--- THE DATA Enclosed Below ---

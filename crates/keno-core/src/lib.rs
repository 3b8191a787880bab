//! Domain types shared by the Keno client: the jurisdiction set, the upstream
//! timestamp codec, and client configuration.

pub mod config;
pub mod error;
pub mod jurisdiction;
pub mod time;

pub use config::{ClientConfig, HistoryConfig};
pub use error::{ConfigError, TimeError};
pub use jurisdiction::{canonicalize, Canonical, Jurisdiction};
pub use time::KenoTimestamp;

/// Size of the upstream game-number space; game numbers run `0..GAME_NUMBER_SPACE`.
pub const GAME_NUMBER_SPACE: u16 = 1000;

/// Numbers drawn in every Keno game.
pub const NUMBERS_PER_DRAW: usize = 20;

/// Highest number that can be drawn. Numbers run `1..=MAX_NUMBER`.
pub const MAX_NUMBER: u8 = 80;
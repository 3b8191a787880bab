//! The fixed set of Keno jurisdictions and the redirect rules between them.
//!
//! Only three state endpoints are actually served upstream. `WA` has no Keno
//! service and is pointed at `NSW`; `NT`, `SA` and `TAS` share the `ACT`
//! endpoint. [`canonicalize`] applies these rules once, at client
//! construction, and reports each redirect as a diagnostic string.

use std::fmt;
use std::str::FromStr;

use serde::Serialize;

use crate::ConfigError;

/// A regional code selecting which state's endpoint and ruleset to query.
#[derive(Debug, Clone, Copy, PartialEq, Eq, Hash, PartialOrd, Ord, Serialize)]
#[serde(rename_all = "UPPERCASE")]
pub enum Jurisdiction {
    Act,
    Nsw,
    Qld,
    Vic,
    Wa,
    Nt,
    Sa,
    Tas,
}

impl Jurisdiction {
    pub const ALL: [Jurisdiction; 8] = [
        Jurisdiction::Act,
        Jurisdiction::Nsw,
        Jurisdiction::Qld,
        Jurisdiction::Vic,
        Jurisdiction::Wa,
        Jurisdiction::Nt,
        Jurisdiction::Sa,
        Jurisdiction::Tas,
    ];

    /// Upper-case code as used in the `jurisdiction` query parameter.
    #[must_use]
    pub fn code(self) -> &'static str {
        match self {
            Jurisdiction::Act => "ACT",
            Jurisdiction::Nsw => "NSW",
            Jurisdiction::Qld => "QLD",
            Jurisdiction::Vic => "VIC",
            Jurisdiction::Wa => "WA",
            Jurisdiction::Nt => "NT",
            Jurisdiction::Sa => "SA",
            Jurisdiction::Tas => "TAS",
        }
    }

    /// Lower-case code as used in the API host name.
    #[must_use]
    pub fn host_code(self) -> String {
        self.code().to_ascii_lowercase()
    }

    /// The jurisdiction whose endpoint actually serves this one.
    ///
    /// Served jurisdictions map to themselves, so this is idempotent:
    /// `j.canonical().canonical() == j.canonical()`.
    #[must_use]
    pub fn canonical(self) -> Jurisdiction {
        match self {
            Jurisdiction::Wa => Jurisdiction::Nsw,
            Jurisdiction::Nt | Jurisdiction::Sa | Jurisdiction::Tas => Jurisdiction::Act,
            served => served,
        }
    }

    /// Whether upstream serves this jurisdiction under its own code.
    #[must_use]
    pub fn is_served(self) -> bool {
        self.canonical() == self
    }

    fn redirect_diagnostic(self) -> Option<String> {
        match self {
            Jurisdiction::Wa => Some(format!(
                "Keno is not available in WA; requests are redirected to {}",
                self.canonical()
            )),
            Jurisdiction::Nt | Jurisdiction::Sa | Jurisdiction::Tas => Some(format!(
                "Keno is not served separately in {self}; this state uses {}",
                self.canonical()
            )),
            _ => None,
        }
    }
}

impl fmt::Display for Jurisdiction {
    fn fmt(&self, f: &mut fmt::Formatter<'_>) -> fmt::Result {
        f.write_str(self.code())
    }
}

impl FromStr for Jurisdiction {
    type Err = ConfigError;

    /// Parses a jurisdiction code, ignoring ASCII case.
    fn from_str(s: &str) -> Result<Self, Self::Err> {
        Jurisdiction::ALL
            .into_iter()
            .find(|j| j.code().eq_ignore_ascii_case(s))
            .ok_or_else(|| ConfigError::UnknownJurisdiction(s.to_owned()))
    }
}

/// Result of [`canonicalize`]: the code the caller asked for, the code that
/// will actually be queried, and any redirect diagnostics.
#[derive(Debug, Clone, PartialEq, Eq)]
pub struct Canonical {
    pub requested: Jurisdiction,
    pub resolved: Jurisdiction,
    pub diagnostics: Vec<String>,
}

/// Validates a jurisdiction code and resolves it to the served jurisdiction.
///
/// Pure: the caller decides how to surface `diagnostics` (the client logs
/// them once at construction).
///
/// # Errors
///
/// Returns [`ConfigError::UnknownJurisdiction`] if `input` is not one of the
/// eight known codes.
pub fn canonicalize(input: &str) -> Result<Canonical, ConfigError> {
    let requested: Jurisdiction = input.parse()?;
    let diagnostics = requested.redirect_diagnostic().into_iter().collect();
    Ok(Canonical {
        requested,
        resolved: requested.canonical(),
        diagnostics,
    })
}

--- End of Enclosed THE DATA ---

§ DESCRIPTION OF THE TASK:
Each of the entries above needs to be given again exactly.

§ ANSWER SECTION:
filename crates/keno-core/src/lib.rs
repository 3b8191a787880bab
//! Domain types shared by the Keno client: the jurisdiction set, the upstream
//! timestamp codec, and client configuration.

pub mod config;
pub mod error;
pub mod jurisdiction;
pub mod time;

pub use config::{ClientConfig, HistoryConfig};
pub use error::{ConfigError, TimeError};
pub use jurisdiction::{canonicalize, Canonical, Jurisdiction};
pub use time::KenoTimestamp;

/// Size of the upstream game-number space; game numbers run `0..GAME_NUMBER_SPACE`.
pub const GAME_NUMBER_SPACE: u16 = 1000;

/// Numbers drawn in every Keno game.
pub const NUMBERS_PER_DRAW: usize = 20;

/// Highest number that can be drawn. Numbers run `1..=MAX_NUMBER`.
pub const MAX_NUMBER: u8 = 80;
repository 3b8191a787880bab
//! The fixed set of Keno jurisdictions and the redirect rules between them.
//!
//! Only three state endpoints are actually served upstream. `WA` has no Keno
//! service and is pointed at `NSW`; `NT`, `SA` and `TAS` share the `ACT`
//! endpoint. [`canonicalize`] applies these rules once, at client
//! construction, and reports each redirect as a diagnostic string.

use std::fmt;
use std::str::FromStr;

use serde::Serialize;

use crate::ConfigError;

/// A regional code selecting which state's endpoint and ruleset to query.
#[derive(Debug, Clone, Copy, PartialEq, Eq, Hash, PartialOrd, Ord, Serialize)]
#[serde(rename_all = "UPPERCASE")]
pub enum Jurisdiction {
    Act,
    Nsw,
    Qld,
    Vic,
    Wa,
    Nt,
    Sa,
    Tas,
}

impl Jurisdiction {
    pub const ALL: [Jurisdiction; 8] = [
        Jurisdiction::Act,
        Jurisdiction::Nsw,
        Jurisdiction::Qld,
        Jurisdiction::Vic,
        Jurisdiction::Wa,
        Jurisdiction::Nt,
        Jurisdiction::Sa,
        Jurisdiction::Tas,
    ];

    /// Upper-case code as used in the `jurisdiction` query parameter.
    #[must_use]
    pub fn code(self) -> &'static str {
        match self {
            Jurisdiction::Act => "ACT",
            Jurisdiction::Nsw => "NSW",
            Jurisdiction::Qld => "QLD",
            Jurisdiction::Vic => "VIC",
            Jurisdiction::Wa => "WA",
            Jurisdiction::Nt => "NT",
            Jurisdiction::Sa => "SA",
            Jurisdiction::Tas => "TAS",
        }
    }

    /// Lower-case code as used in the API host name.
    #[must_use]
    pub fn host_code(self) -> String {
        self.code().to_ascii_lowercase()
    }

    /// The jurisdiction whose endpoint actually serves this one.
    ///
    /// Served jurisdictions map to themselves, so this is idempotent:
    /// `j.canonical().canonical() == j.canonical()`.
    #[must_use]
    pub fn canonical(self) -> Jurisdiction {
        match self {
            Jurisdiction::Wa => Jurisdiction::Nsw,
            Jurisdiction::Nt | Jurisdiction::Sa | Jurisdiction::Tas => Jurisdiction::Act,
            served => served,
        }
    }

    /// Whether upstream serves this jurisdiction under its own code.
    #[must_use]
    pub fn is_served(self) -> bool {
        self.canonical() == self
    }

    fn redirect_diagnostic(self) -> Option<String> {
        match self {
            Jurisdiction::Wa => Some(format!(
                "Keno is not available in WA; requests are redirected to {}",
                self.canonical()
            )),
            Jurisdiction::Nt | Jurisdiction::Sa | Jurisdiction::Tas => Some(format!(
                "Keno is not served separately in {self}; this state uses {}",
                self.canonical()
            )),
            _ => None,
        }
    }
}

impl fmt::Display for Jurisdiction {
    fn fmt(&self, f: &mut fmt::Formatter<'_>) -> fmt::Result {
        f.write_str(self.code())
    }
}

impl FromStr for Jurisdiction {
    type Err = ConfigError;

    /// Parses a jurisdiction code, ignoring ASCII case.
    fn from_str(s: &str) -> Result<Self, Self::Err> {
        Jurisdiction::ALL
            .into_iter()
            .find(|j| j.code().eq_ignore_ascii_case(s))
            .ok_or_else(|| ConfigError::UnknownJurisdiction(s.to_owned()))
    }
}

/// Result of [`canonicalize`]: the code the caller asked for, the code that
/// will actually be queried, and any redirect diagnostics.
#[derive(Debug, Clone, PartialEq, Eq)]
pub struct Canonical {
    pub requested: Jurisdiction,
    pub resolved: Jurisdiction,
    pub diagnostics: Vec<String>,
}

/// Validates a jurisdiction code and resolves it to the served jurisdiction.
///
/// Pure: the caller decides how to surface `diagnostics` (the client logs
/// them once at construction).
///
/// # Errors
///
/// Returns [`ConfigError::UnknownJurisdiction`] if `input` is not one of the
/// eight known codes.
pub fn canonicalize(input: &str) -> Result<Canonical, ConfigError> {
    let requested: Jurisdiction = input.parse()?;
    let diagnostics = requested.redirect_diagnostic().into_iter().collect();
    Ok(Canonical {
        requested,
        resolved: requested.canonical(),
        diagnostics,
    })
}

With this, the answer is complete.